Avec Introducing Living Smile Vidya, son seule-en-scène radical en forme de personal branding et biopic, pour partie dansé, présenté dans le cadre de la Sélection suisse du Festival Off d’Avignon, la comédienne, activiste et trans indienne réfugiée, Living Smile Vidya, livre un récit aussi cru que poignant et dérangeant. L’empreinte de l’histoire de la danse et de la performance est prégnante. De Loïe Fuller à Jérôme Bel en passant par Valeska Gert.

Mais derrière la performance, se dessine une mise en garde: celle du risque d’instrumentalisation culturelle que vivent nombre d’artistes minoritaires. Living Smile Vidya pourrait bien être consommée, puis abandonnée par le système qui la célèbre aujourd’hui.

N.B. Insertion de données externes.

//! Validity report for saved shape files.

use anyhow::{Context, Result};
use polyedit_core::LabelId;
use polyedit_editor::{validity, ChainKind, ShapeFile, Validity};
use polyedit_settings::EditorConfig;
use std::path::Path;

/// Validity of one stored shape.
#[derive(Debug, Clone, PartialEq)]
pub struct ShapeReport {
    pub label: LabelId,
    pub kind: ChainKind,
    pub vertices: usize,
    pub validity: Validity,
}

/// Checks every shape in `file` against the configured minimum area.
pub fn check_shapes(file: &ShapeFile, config: &EditorConfig) -> Result<Vec<ShapeReport>> {
    let chains = file.chains()?;
    Ok(file
        .shapes
        .iter()
        .zip(chains)
        .map(|(record, chain)| ShapeReport {
            label: record.label,
            kind: record.kind,
            vertices: chain.vertex_count(),
            validity: validity::check(&chain, config.geometry.min_area),
        })
        .collect())
}

/// Loads a shape file and checks it.
pub fn check_file(path: &Path, config: &EditorConfig) -> Result<Vec<ShapeReport>> {
    let file = ShapeFile::load_from_file(path)
        .with_context(|| format!("Cannot check {}", path.display()))?;
    check_shapes(&file, config)
}
//! Geometry predicates used by the validity checker.
//!
//! All tests are exact: no epsilon is applied, so a triple is collinear only
//! when the cross-product term is exactly zero.

use polyedit_core::Point;

/// Orientation of an ordered triple of points.
#[derive(Debug, Clone, Copy, PartialEq, Eq)]
pub enum Orientation {
    Collinear,
    Clockwise,
    CounterClockwise,
}

/// A straight segment between two points.
#[derive(Debug, Clone, Copy, PartialEq)]
pub struct Segment {
    pub start: Point,
    pub end: Point,
}

impl Segment {
    pub fn new(start: Point, end: Point) -> Self {
        Self { start, end }
    }

    /// True when the two segments have an endpoint in common (exact equality).
    pub fn shares_endpoint(&self, other: &Segment) -> bool {
        self.start == other.start
            || self.start == other.end
            || self.end == other.start
            || self.end == other.end
    }
}

/// Orientation of `p -> q -> r`.
///
/// Positive `(q.y - p.y)(r.x - q.x) - (q.x - p.x)(r.y - q.y)` is clockwise
/// (in a y-up frame), negative is counter-clockwise.
pub fn orientation(p: Point, q: Point, r: Point) -> Orientation {
    let val = (q.y - p.y) * (r.x - q.x) - (q.x - p.x) * (r.y - q.y);
    if val == 0.0 {
        Orientation::Collinear
    } else if val > 0.0 {
        Orientation::Clockwise
    } else {
        Orientation::CounterClockwise
    }
}

/// True when `q` lies inside the axis-aligned box spanned by `p` and `r`.
///
/// Only meaningful when the three points are already known to be collinear.
pub fn on_segment(p: Point, q: Point, r: Point) -> bool {
    q.x <= p.x.max(r.x) && q.x >= p.x.min(r.x) && q.y <= p.y.max(r.y) && q.y >= p.y.min(r.y)
}

/// Whether two segments cross, touch or overlap.
pub fn segments_intersect(a: &Segment, b: &Segment) -> bool {
    let (p1, q1) = (a.start, a.end);
    let (p2, q2) = (b.start, b.end);

    let o1 = orientation(p1, q1, p2);
    let o2 = orientation(p1, q1, q2);
    let o3 = orientation(p2, q2, p1);
    let o4 = orientation(p2, q2, q1);

    if o1 != o2 && o3 != o4 {
        return true;
    }

    (o1 == Orientation::Collinear && on_segment(p1, p2, q1))
        || (o2 == Orientation::Collinear && on_segment(p1, q2, q1))
        || (o3 == Orientation::Collinear && on_segment(p2, p1, q2))
        || (o4 == Orientation::Collinear && on_segment(p2, q1, q2))
}

/// Axis-aligned bounding box.
#[derive(Debug, Clone, Copy, PartialEq)]
pub struct Bounds {
    pub min_x: f64,
    pub min_y: f64,
    pub max_x: f64,
    pub max_y: f64,
}

impl Bounds {
    /// Bounding box of the given points, `None` when there are none.
    pub fn from_points<I>(points: I) -> Option<Self>
    where
        I: IntoIterator<Item = Point>,
    {
        let mut iter = points.into_iter();
        let first = iter.next()?;
        let mut bounds = Bounds {
            min_x: first.x,
            min_y: first.y,
            max_x: first.x,
            max_y: first.y,
        };
        for p in iter {
            bounds.min_x = bounds.min_x.min(p.x);
            bounds.min_y = bounds.min_y.min(p.y);
            bounds.max_x = bounds.max_x.max(p.x);
            bounds.max_y = bounds.max_y.max(p.y);
        }
        Some(bounds)
    }

    pub fn width(&self) -> f64 {
        self.max_x - self.min_x
    }

    pub fn height(&self) -> f64 {
        self.max_y - self.min_y
    }

    pub fn area(&self) -> f64 {
        self.width() * self.height()
    }
}

/// Even-odd point-in-polygon test over the polygon's vertices.
pub fn point_in_polygon(point: Point, vertices: &[Point]) -> bool {
    let mut inside = false;
    let n = vertices.len();
    if n < 3 {
        return false;
    }
    let mut j = n - 1;
    for i in 0..n {
        let (vi, vj) = (vertices[i], vertices[j]);
        if (vi.y > point.y) != (vj.y > point.y)
            && point.x < (vj.x - vi.x) * (point.y - vi.y) / (vj.y - vi.y) + vi.x
        {
            inside = !inside;
        }
        j = i;
    }
    inside
}

/// Distance from `point` to the closest point of `segment`.
pub fn distance_to_segment(point: Point, segment: &Segment) -> f64 {
    let d = segment.end - segment.start;
    let len_sq = d.x * d.x + d.y * d.y;
    if len_sq == 0.0 {
        return point.distance_to(&segment.start);
    }
    let t = (((point.x - segment.start.x) * d.x + (point.y - segment.start.y) * d.y) / len_sq)
        .clamp(0.0, 1.0);
    point.distance_to(&(segment.start + d * t))
}
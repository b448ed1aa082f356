//! Structural edits on a [`PointChain`].
//!
//! Every edit keeps the single-filler-per-gap interleaving intact. Edits only
//! touch the chain itself; label association and registry notification are
//! left to the caller, which receives the removed points back.

use super::{curve_control_points, midpoint, ChainKind, PointChain};
use crate::model::{PathPoint, PointRole};
use polyedit_core::Point;

/// Positions captured when a drag starts.
///
/// Every drag step is replayed from these positions, so repeated steps with
/// the same cumulative delta land on the same coordinates.
#[derive(Debug, Clone, PartialEq, Default)]
pub struct DragSnapshot {
    positions: Vec<Point>,
}

impl DragSnapshot {
    pub fn len(&self) -> usize {
        self.positions.len()
    }

    pub fn is_empty(&self) -> bool {
        self.positions.is_empty()
    }

    pub fn position(&self, index: usize) -> Option<Point> {
        self.positions.get(index).copied()
    }
}

/// Result of toggling a gap between straight and curved.
#[derive(Debug, Clone, PartialEq)]
pub enum CurveToggle {
    /// The MID point was replaced by a control pair starting at `first`.
    ToCurve { removed: PathPoint, first: usize },
    /// The control pair was replaced by a fresh MID point at `mid`.
    ToStraight { removed: Vec<PathPoint>, mid: usize },
}

impl PointChain {
    /// Appends a vertex at the open end of the chain, with a MID point
    /// between it and the previous vertex. Returns the new vertex index.
    pub fn push_vertex(&mut self, position: Point) -> usize {
        debug_assert_eq!(self.kind, ChainKind::Open, "push_vertex on a closed chain");
        if let Some(last) = self.points.last() {
            let filler = midpoint(last.position, position);
            self.points.push(filler);
        }
        self.points.push(PathPoint::vertex(position));
        self.points.len() - 1
    }

    /// Closes an open chain by adding the wrap-around MID point between the
    /// last and first vertex. Needs at least three vertices.
    pub fn close(&mut self) -> bool {
        if self.kind == ChainKind::Closed || self.vertex_count() < 3 {
            return false;
        }
        let (Some(first), Some(last)) = (self.points.first(), self.points.last()) else {
            return false;
        };
        let filler = midpoint(last.position, first.position);
        self.points.push(filler);
        self.kind = ChainKind::Closed;
        true
    }

    /// Deletes the vertex at `index`, collapsing both adjacent gaps into one
    /// straight gap with a MID point halfway between the surviving neighbours.
    ///
    /// Returns the removed points, or `None` when `index` is not a vertex or
    /// the chain would drop below its vertex floor.
    pub fn delete_vertex(&mut self, index: usize) -> Option<Vec<PathPoint>> {
        if !self.points.get(index)?.is_vertex() {
            return None;
        }
        if self.vertex_count() <= self.kind.min_vertices() {
            return None;
        }

        let n = self.points.len();
        let mut remove = vec![false; n];
        let mut filler = None;

        match (self.previous_vertex(index), self.next_vertex(index)) {
            (Some(prev), Some(next)) => {
                let mut idx = (prev + 1) % n;
                while idx != next {
                    remove[idx] = true;
                    idx = (idx + 1) % n;
                }
                filler = Some((
                    prev,
                    midpoint(self.points[prev].position, self.points[next].position),
                ));
            }
            // Open chain, first vertex: drop it and the gap after it.
            (None, Some(next)) => remove[index..next].iter_mut().for_each(|r| *r = true),
            // Open chain, last vertex: drop it and the gap before it.
            (Some(prev), None) => remove[prev + 1..=index].iter_mut().for_each(|r| *r = true),
            (None, None) => return None,
        }

        let mut kept = Vec::with_capacity(n);
        let mut removed = Vec::new();
        for (i, point) in std::mem::take(&mut self.points).into_iter().enumerate() {
            if remove[i] {
                removed.push(point);
                continue;
            }
            kept.push(point);
            if filler.as_ref().is_some_and(|(after, _)| *after == i) {
                if let Some((_, mid)) = filler.take() {
                    kept.push(mid);
                }
            }
        }
        self.points = kept;
        Some(removed)
    }

    /// Turns the MID point at `index` into a vertex and splices a new MID
    /// point into each of the two gaps it now bounds. Returns the vertex's new
    /// index (one past `index`, since a filler is inserted before it).
    ///
    /// # Panics
    ///
    /// Panics if `index` does not address a MID point. Callers gate on the
    /// point's role first, so reaching this is a broken invariant.
    pub fn promote_midpoint(&mut self, index: usize) -> usize {
        assert!(
            self.points
                .get(index)
                .is_some_and(|p| p.role == PointRole::Mid),
            "promote_midpoint: index {} does not address a MID point",
            index
        );
        let (Some(prev), Some(next)) = (self.previous_index(index), self.next_index(index)) else {
            panic!("promote_midpoint: MID point at {} has no bounding vertices", index);
        };

        self.points[index].role = PointRole::Vertex;
        let position = self.points[index].position;
        let after = midpoint(position, self.points[next].position);
        let before = midpoint(self.points[prev].position, position);
        self.points.insert(index + 1, after);
        self.points.insert(index, before);
        index + 1
    }

    /// Toggles the gap containing `index` between straight and curved.
    ///
    /// On a MID point the gap becomes a cubic with control points at the
    /// thirds of the chord. On a CURVE point the pair collapses back to a MID
    /// point placed between the vertices that bound the gap *after* the
    /// second control point is removed. Vertices are left alone (`None`).
    pub fn toggle_curve(&mut self, index: usize) -> Option<CurveToggle> {
        match self.points.get(index)?.role {
            PointRole::Vertex => None,
            PointRole::Mid => {
                let prev = self.previous_index(index)?;
                let next = self.next_index(index)?;
                let [first, second] =
                    curve_control_points(self.points[prev].position, self.points[next].position);
                let removed = std::mem::replace(&mut self.points[index], first);
                self.points.insert(index + 1, second);
                Some(CurveToggle::ToCurve {
                    removed,
                    first: index,
                })
            }
            PointRole::Curve => {
                let prev = self.previous_index(index)?;
                let (first, second) = if self.points[prev].role == PointRole::Curve {
                    (prev, index)
                } else {
                    (index, self.next_index(index)?)
                };

                let removed_second = self.points.remove(second);
                let first = if second < first { first - 1 } else { first };

                // Neighbours are looked up on the chain as it is now.
                let prev = self.previous_index(first)?;
                let next = self.next_index(first)?;
                let filler = midpoint(self.points[prev].position, self.points[next].position);
                let removed_first = std::mem::replace(&mut self.points[first], filler);

                Some(CurveToggle::ToStraight {
                    removed: vec![removed_first, removed_second],
                    mid: first,
                })
            }
        }
    }

    /// Captures every position for an upcoming drag.
    pub fn snapshot(&self) -> DragSnapshot {
        DragSnapshot {
            positions: self.positions(),
        }
    }

    /// Moves the point at `index` to its snapshot position plus `delta`.
    pub fn translate_point(&mut self, index: usize, snapshot: &DragSnapshot, delta: Point) -> bool {
        let Some(origin) = snapshot.position(index) else {
            return false;
        };
        match self.points.get_mut(index) {
            Some(point) => {
                point.position = origin + delta;
                true
            }
            None => false,
        }
    }

    /// Moves every point to its snapshot position plus `delta`.
    pub fn translate_all(&mut self, snapshot: &DragSnapshot, delta: Point) {
        for (point, origin) in self.points.iter_mut().zip(&snapshot.positions) {
            point.position = *origin + delta;
        }
    }
}
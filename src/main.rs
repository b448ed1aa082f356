use anyhow::Context;
use clap::{Parser, Subcommand};
use polyedit::check::check_file;
use polyedit::{init_logging, EditorConfig};
use std::path::PathBuf;
use std::process::ExitCode;

#[derive(Parser)]
#[command(name = "polyedit", version, about = "Polygon and polyline shape tools")]
struct Cli {
    /// Config file (defaults to the platform config location)
    #[arg(long, global = true)]
    config: Option<PathBuf>,

    #[command(subcommand)]
    command: Command,
}

#[derive(Subcommand)]
enum Command {
    /// Report the validity of every shape in a shape file
    Check { file: PathBuf },
    /// Show the effective configuration
    Config {
        /// Print it as TOML
        #[arg(long)]
        print: bool,
    },
}

fn load_config(path: Option<PathBuf>) -> anyhow::Result<EditorConfig> {
    let path = match path {
        Some(path) => path,
        None => EditorConfig::default_path()?,
    };
    EditorConfig::load_or_default(&path)
        .with_context(|| format!("Failed to load config from {}", path.display()))
}

fn main() -> anyhow::Result<ExitCode> {
    init_logging()?;
    let cli = Cli::parse();
    let config = load_config(cli.config)?;

    match cli.command {
        Command::Check { file } => {
            let reports = check_file(&file, &config)?;
            let mut invalid = 0;
            for report in &reports {
                if report.validity.is_valid() {
                    tracing::info!(
                        "{} ({:?}, {} vertices): valid",
                        report.label,
                        report.kind,
                        report.vertices
                    );
                } else {
                    invalid += 1;
                    tracing::warn!(
                        "{} ({:?}, {} vertices): {}",
                        report.label,
                        report.kind,
                        report.vertices,
                        report.validity
                    );
                }
            }
            tracing::info!("{} shapes checked, {} invalid", reports.len(), invalid);
            Ok(if invalid == 0 {
                ExitCode::SUCCESS
            } else {
                ExitCode::FAILURE
            })
        }
        Command::Config { print } => {
            if print {
                println!("{}", toml::to_string_pretty(&config)?);
            } else {
                tracing::info!("polyedit {} (built {})", polyedit::VERSION, polyedit::BUILD_DATE);
                tracing::info!("Config is valid");
            }
            Ok(ExitCode::SUCCESS)
        }
    }
}
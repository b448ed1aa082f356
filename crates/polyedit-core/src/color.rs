//! RGBA colours used by styling and hit-test encoding.

use serde::{Deserialize, Serialize};

/// Straight (non-premultiplied) 8-bit RGBA colour.
#[derive(Debug, Clone, Copy, PartialEq, Eq, Serialize, Deserialize)]
pub struct Rgba {
    pub r: u8,
    pub g: u8,
    pub b: u8,
    pub a: u8,
}

impl Rgba {
    pub const WHITE: Rgba = Rgba::new(255, 255, 255, 255);
    pub const TRANSPARENT: Rgba = Rgba::new(0, 0, 0, 0);

    pub const fn new(r: u8, g: u8, b: u8, a: u8) -> Self {
        Self { r, g, b, a }
    }

    pub const fn opaque(r: u8, g: u8, b: u8) -> Self {
        Self::new(r, g, b, 255)
    }

    /// Mixes the RGB channels toward `other` by `t` (0.0 keeps `self`), with
    /// the given output alpha.
    pub fn blend(&self, other: Rgba, t: f64, alpha: u8) -> Rgba {
        let t = t.clamp(0.0, 1.0);
        let mix = |a: u8, b: u8| (a as f64 + (b as f64 - a as f64) * t).round() as u8;
        Rgba::new(
            mix(self.r, other.r),
            mix(self.g, other.g),
            mix(self.b, other.b),
            alpha,
        )
    }
}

Menacée de mort en Inde puis en Suisse où elle fut assiégée par un homme décidé à l’occire comme elle le relate avec force posts et reels sur Instagram et d’extraits de TJ suisses, l’actrice le sait. Elle en joue. Jusqu’au vertige voire au malaise.
Artiste et activiste trans, Living Smile Vidya se réfugie en Suisse en 2018 après avoir rencontré en Inde deux artistes suisses : le metteur en scène et dramaturge Marcel Schwald et le chorégraphe et performeur Chris Leuenberger. Elle jouera dans leur pièce EF FEMININITY (2018), exploration du genre et de la féminité à travers des récits autobiographiques et rencontres en Inde, programmée par le passé au sein de la Sélection suisse en Avignon. Elle a participé également au documentaire L’Audition (2023), de Lisa Gerig, salué par un Prix du cinéma suisse. L’artiste vit actuellement à Lucerne, où elle a obtenu un permis de séjour temporaire délivré aux personnes qui ont déposé une demande d’asile et dont la procédure est en cours.

Un parfum de Jérôme Bel et Valeska Gert

De la pièce emblématique Jérôme Bel de Jérôme Bel créée en 1995, ce solo a retenu la naturalité biologique d’un corps. Elle est née homme et se veut femme au fil d’une douloureuse et incertaine thérapie de conversion. Mais sans pathos. Son corps apparait ici dans sa naturalité transformée, opérée, scarifié au ventre et sous les seins.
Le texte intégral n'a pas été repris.